The antithrombin-targeted, siRNA therapeutic fitusiran reduced bleeding in people with hemophilia A or B with or without inhibitors treated with prophylactic doses compared with those only given on-demand treatment.
Fitusiran was evaluated in the phase 3 ATLAS-INH study (NCT03417102), data from which were presented at the 63rd Annual American Society of Hematology (ASH) Meeting, December 11-14, 2021, by Guy Young, MD, director, Hemostasis and Thrombosis Program, Children’s Hospital of Los Angeles and professor of Pediatrics, Keck School of Medicine, University of Southern California.

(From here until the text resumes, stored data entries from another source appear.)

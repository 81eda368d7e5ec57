//! Transaction aggregation for reports.
//!
//! These functions are pure: they take already loaded transactions and never
//! touch the database.

use std::collections::HashMap;

use serde::{Deserialize, Serialize};
use time::{Date, Duration};

use crate::transaction::{DateRange, Transaction, TransactionType};

/// The longest daily series that can be requested.
pub const MAX_DAILY_SERIES_DAYS: u16 = 45;

/// The category that expenses without cost types are counted towards.
pub const UNCATEGORIZED_LABEL: &str = "Uncategorized";

/// Totals over a set of transactions.
#[derive(Debug, Clone, Copy, Default, PartialEq, Serialize, Deserialize)]
pub struct FinancialSummary {
    /// The sum of all expenses.
    pub total_debts: f64,
    /// The sum of all income.
    pub total_credits: f64,
    /// Credits minus debts.
    pub financial_balance: f64,
}

/// The income and expenses of a single day.
#[derive(Debug, Clone, Copy, PartialEq, Serialize, Deserialize)]
pub struct DailyEntry {
    pub date: Date,
    /// The day of the month.
    pub day: u8,
    pub income: f64,
    pub expenses: f64,
    /// Income minus expenses for the day.
    pub balance: f64,
}

/// Total expenses of one cost type.
#[derive(Debug, Clone, PartialEq, Serialize, Deserialize)]
pub struct CategoryExpense {
    /// A lowercase key for the category.
    pub category: String,
    /// The cost type name for display.
    pub label: String,
    pub amount: f64,
}

/// Sum the income and expenses of `transactions`.
pub fn financial_summary(transactions: &[Transaction]) -> FinancialSummary {
    let (total_credits, total_debts) =
        transactions
            .iter()
            .fold((0.0, 0.0), |(credits, debts), transaction| {
                match transaction.transaction_type {
                    TransactionType::Income => (credits + transaction.amount, debts),
                    TransactionType::Expense => (credits, debts + transaction.amount),
                }
            });

    FinancialSummary {
        total_debts,
        total_credits,
        financial_balance: total_credits - total_debts,
    }
}

/// Build one entry per day of `range`, oldest first.
///
/// The range is shortened to the last [MAX_DAILY_SERIES_DAYS] days ending at
/// its end. Days without transactions have zero totals and transactions
/// outside the range are ignored.
pub fn daily_series(transactions: &[Transaction], range: DateRange) -> Vec<DailyEntry> {
    let earliest_start = range
        .end()
        .saturating_sub(Duration::days(i64::from(MAX_DAILY_SERIES_DAYS) - 1));
    let start = range.start().max(earliest_start);

    let mut totals: HashMap<Date, (f64, f64)> = HashMap::new();
    for transaction in transactions
        .iter()
        .filter(|transaction| start <= transaction.date && transaction.date <= range.end())
    {
        let (income, expenses) = totals.entry(transaction.date).or_insert((0.0, 0.0));
        match transaction.transaction_type {
            TransactionType::Income => *income += transaction.amount,
            TransactionType::Expense => *expenses += transaction.amount,
        }
    }

    let mut series = Vec::new();
    let mut date = start;
    loop {
        let (income, expenses) = totals.get(&date).copied().unwrap_or_default();
        series.push(DailyEntry {
            date,
            day: date.day(),
            income,
            expenses,
            balance: income - expenses,
        });

        match date.next_day() {
            Some(next) if next <= range.end() => date = next,
            _ => break,
        }
    }

    series
}

/// Total the expenses of `transactions` per cost type, largest first.
///
/// An expense with several cost types counts fully towards each of them.
/// Expenses without cost types are counted as [UNCATEGORIZED_LABEL].
/// Income is ignored.
pub fn expenses_by_category(transactions: &[Transaction]) -> Vec<CategoryExpense> {
    let mut totals: HashMap<&str, f64> = HashMap::new();

    for transaction in transactions
        .iter()
        .filter(|transaction| transaction.transaction_type == TransactionType::Expense)
    {
        if transaction.cost_types.is_empty() {
            *totals.entry(UNCATEGORIZED_LABEL).or_insert(0.0) += transaction.amount;
        }

        for cost_type in &transaction.cost_types {
            *totals.entry(cost_type.name.as_ref()).or_insert(0.0) += transaction.amount;
        }
    }

    let mut categories: Vec<CategoryExpense> = totals
        .into_iter()
        .map(|(label, amount)| CategoryExpense {
            category: label.to_lowercase(),
            label: label.to_owned(),
            amount,
        })
        .collect();

    categories.sort_by(|a, b| {
        b.amount
            .total_cmp(&a.amount)
            .then_with(|| a.label.cmp(&b.label))
    });

    categories
}

#[cfg(test)]
mod tests {
    use time::{Date, OffsetDateTime, macros::date};

    use crate::{
        cost_type::{CostType, CostTypeName},
        transaction::{DateRange, Transaction, TransactionType},
    };

    use super::{
        MAX_DAILY_SERIES_DAYS, UNCATEGORIZED_LABEL, daily_series, expenses_by_category,
        financial_summary,
    };

    fn transaction(
        amount: f64,
        date: time::Date,
        transaction_type: TransactionType,
        cost_types: &[&str],
    ) -> Transaction {
        Transaction {
            id: 0,
            name: "test".to_owned(),
            description: String::new(),
            amount,
            is_cash: false,
            transaction_type,
            date,
            submit_date: OffsetDateTime::UNIX_EPOCH,
            update_date: None,
            person_id: None,
            cost_types: cost_types
                .iter()
                .enumerate()
                .map(|(id, name)| CostType {
                    id: id as i64 + 1,
                    name: CostTypeName::new_unchecked(name),
                })
                .collect(),
            import_id: None,
        }
    }

    #[test]
    fn summary_of_no_transactions_is_zero() {
        let summary = financial_summary(&[]);

        assert_eq!(summary.total_credits, 0.0);
        assert_eq!(summary.total_debts, 0.0);
        assert_eq!(summary.financial_balance, 0.0);
    }

    #[test]
    fn summary_subtracts_debts_from_credits() {
        let day = date!(2025 - 10 - 01);
        let transactions = [
            transaction(100.0, day, TransactionType::Income, &[]),
            transaction(50.0, day, TransactionType::Income, &[]),
            transaction(30.0, day, TransactionType::Expense, &[]),
        ];

        let summary = financial_summary(&transactions);

        assert_eq!(summary.total_credits, 150.0);
        assert_eq!(summary.total_debts, 30.0);
        assert_eq!(summary.financial_balance, 120.0);
    }

    #[test]
    fn daily_series_fills_empty_days() {
        let transactions = [
            transaction(100.0, date!(2025 - 10 - 01), TransactionType::Income, &[]),
            transaction(40.0, date!(2025 - 10 - 03), TransactionType::Expense, &[]),
            transaction(999.0, date!(2025 - 10 - 09), TransactionType::Income, &[]),
        ];
        let range = DateRange::new(date!(2025 - 10 - 01), date!(2025 - 10 - 03)).unwrap();

        let series = daily_series(&transactions, range);

        assert_eq!(series.len(), 3);
        assert_eq!(series[0].income, 100.0);
        assert_eq!(series[0].balance, 100.0);
        assert_eq!(series[1].date, date!(2025 - 10 - 02));
        assert_eq!(series[1].day, 2);
        assert_eq!(series[1].balance, 0.0);
        assert_eq!(series[2].expenses, 40.0);
        assert_eq!(series[2].balance, -40.0);
    }

    #[test]
    fn daily_series_is_clamped_to_max_days() {
        let range = DateRange::new(date!(2025 - 01 - 01), date!(2025 - 12 - 31)).unwrap();

        let series = daily_series(&[], range);

        assert_eq!(series.len(), MAX_DAILY_SERIES_DAYS as usize);
        assert_eq!(series.last().map(|entry| entry.date), Some(date!(2025 - 12 - 31)));
        assert_eq!(series[0].date, date!(2025 - 11 - 17));
    }

    #[test]
    fn daily_series_at_earliest_date() {
        let range = DateRange::new(Date::MIN, Date::MIN).unwrap();

        let series = daily_series(&[], range);

        assert_eq!(series.len(), 1);
        assert_eq!(series[0].date, Date::MIN);
    }

    #[test]
    fn expenses_count_towards_every_cost_type() {
        let day = date!(2025 - 10 - 01);
        let transactions = [
            transaction(30.0, day, TransactionType::Expense, &["Fuel", "Travel"]),
            transaction(20.0, day, TransactionType::Expense, &["Travel"]),
            transaction(5.0, day, TransactionType::Expense, &[]),
            transaction(500.0, day, TransactionType::Income, &["Travel"]),
        ];

        let categories = expenses_by_category(&transactions);

        let summary: Vec<(&str, f64)> = categories
            .iter()
            .map(|category| (category.label.as_str(), category.amount))
            .collect();
        assert_eq!(
            summary,
            vec![("Travel", 50.0), ("Fuel", 30.0), (UNCATEGORIZED_LABEL, 5.0)]
        );
        assert_eq!(categories[0].category, "travel");
    }

    #[test]
    fn equal_expenses_are_sorted_by_name() {
        let day = date!(2025 - 10 - 01);
        let transactions = [
            transaction(10.0, day, TransactionType::Expense, &["Rent"]),
            transaction(10.0, day, TransactionType::Expense, &["Power"]),
        ];

        let labels: Vec<String> = expenses_by_category(&transactions)
            .into_iter()
            .map(|category| category.label)
            .collect();

        assert_eq!(labels, vec!["Power", "Rent"]);
    }
}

Fitusiran reduced bleeding to 0 bleeding events in most patients in the fitusiran arm with both hemophilia A and B (n = 25; 65.8%) after treatment. Primary endpoints were met, as these patients achieved statistical significance in reduced annual bleeding rate (ABR) of treated bleeds as well as a reduction in all, spontaneous, and joint bleeds. Higher physical health domain and health-related quality of life scores were also observed in participants treated with fitusiran (both P <.0001). Adverse events (AEs) were common and 17.1% (n = 7) of patients reported serious AEs.
CGTLive spoke with Young to learn more about the safety profile of fitusiran and how investigators are mitigating these AEs by modifying trial protocols. He discussed how mitigation strategies should be employed in the future if the candidate comes to market.